▶ [What you should do]: The word "ApiError" marks the lines you need; copy each of them from the data.

▶ [Dataset excerpts]:
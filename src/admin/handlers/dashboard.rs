// src/admin/handlers/dashboard.rs

use axum::{extract::Extension, Json};
use sqlx::SqlitePool;
use std::collections::HashMap;
use tracing::{error, info};

use crate::admin::models::DashboardMetrics;
use crate::auth::RequireEditor;
use crate::common::{ApiError, SharedState};

async fn count(db: &SqlitePool, sql: &str, label: &str) -> Result<i64, ApiError> {
    sqlx::query_scalar::<_, i64>(sql)
        .fetch_one(db)
        .await
        .map_err(|e| {
            error!(
                error = %e,
                metric = label,
                "Database error fetching dashboard metric"
            );
            ApiError::DatabaseError(e)
        })
}

/// GET /admin/dashboard - Content counts for the admin landing page
pub async fn get_dashboard_metrics(
    Extension(state_lock): Extension<SharedState>,
    RequireEditor(user): RequireEditor,
) -> Result<Json<DashboardMetrics>, ApiError> {
    let state = state_lock.read().await.clone();

    info!(user_id = %user.id, "Fetching dashboard metrics");

    let total_tours = count(&state.db, "SELECT COUNT(*) FROM tours", "total_tours").await?;
    let published_tours = count(
        &state.db,
        "SELECT COUNT(*) FROM tours WHERE published = 1",
        "published_tours",
    )
    .await?;
    let total_regions = count(&state.db, "SELECT COUNT(*) FROM regions", "total_regions").await?;
    let pending_testimonials = count(
        &state.db,
        "SELECT COUNT(*) FROM testimonials WHERE approved = 0",
        "pending_testimonials",
    )
    .await?;

    let rows: Vec<(String, i64)> =
        sqlx::query_as("SELECT status, COUNT(*) FROM bookings GROUP BY status")
            .fetch_all(&state.db)
            .await?;
    let bookings_by_status: HashMap<String, i64> = rows.into_iter().collect();
    let pending_bookings = bookings_by_status.get("pending").copied().unwrap_or(0);

    Ok(Json(DashboardMetrics {
        total_tours,
        published_tours,
        total_regions,
        pending_bookings,
        pending_testimonials,
        bookings_by_status,
        last_updated: chrono::Utc::now().to_rfc3339(),
        viewer: user,
    }))
}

▶ [Solution to this problem]:
use crate::common::{ApiError, SharedState};
async fn count(db: &SqlitePool, sql: &str, label: &str) -> Result<i64, ApiError> {
            ApiError::DatabaseError(e)
) -> Result<Json<DashboardMetrics>, ApiError> {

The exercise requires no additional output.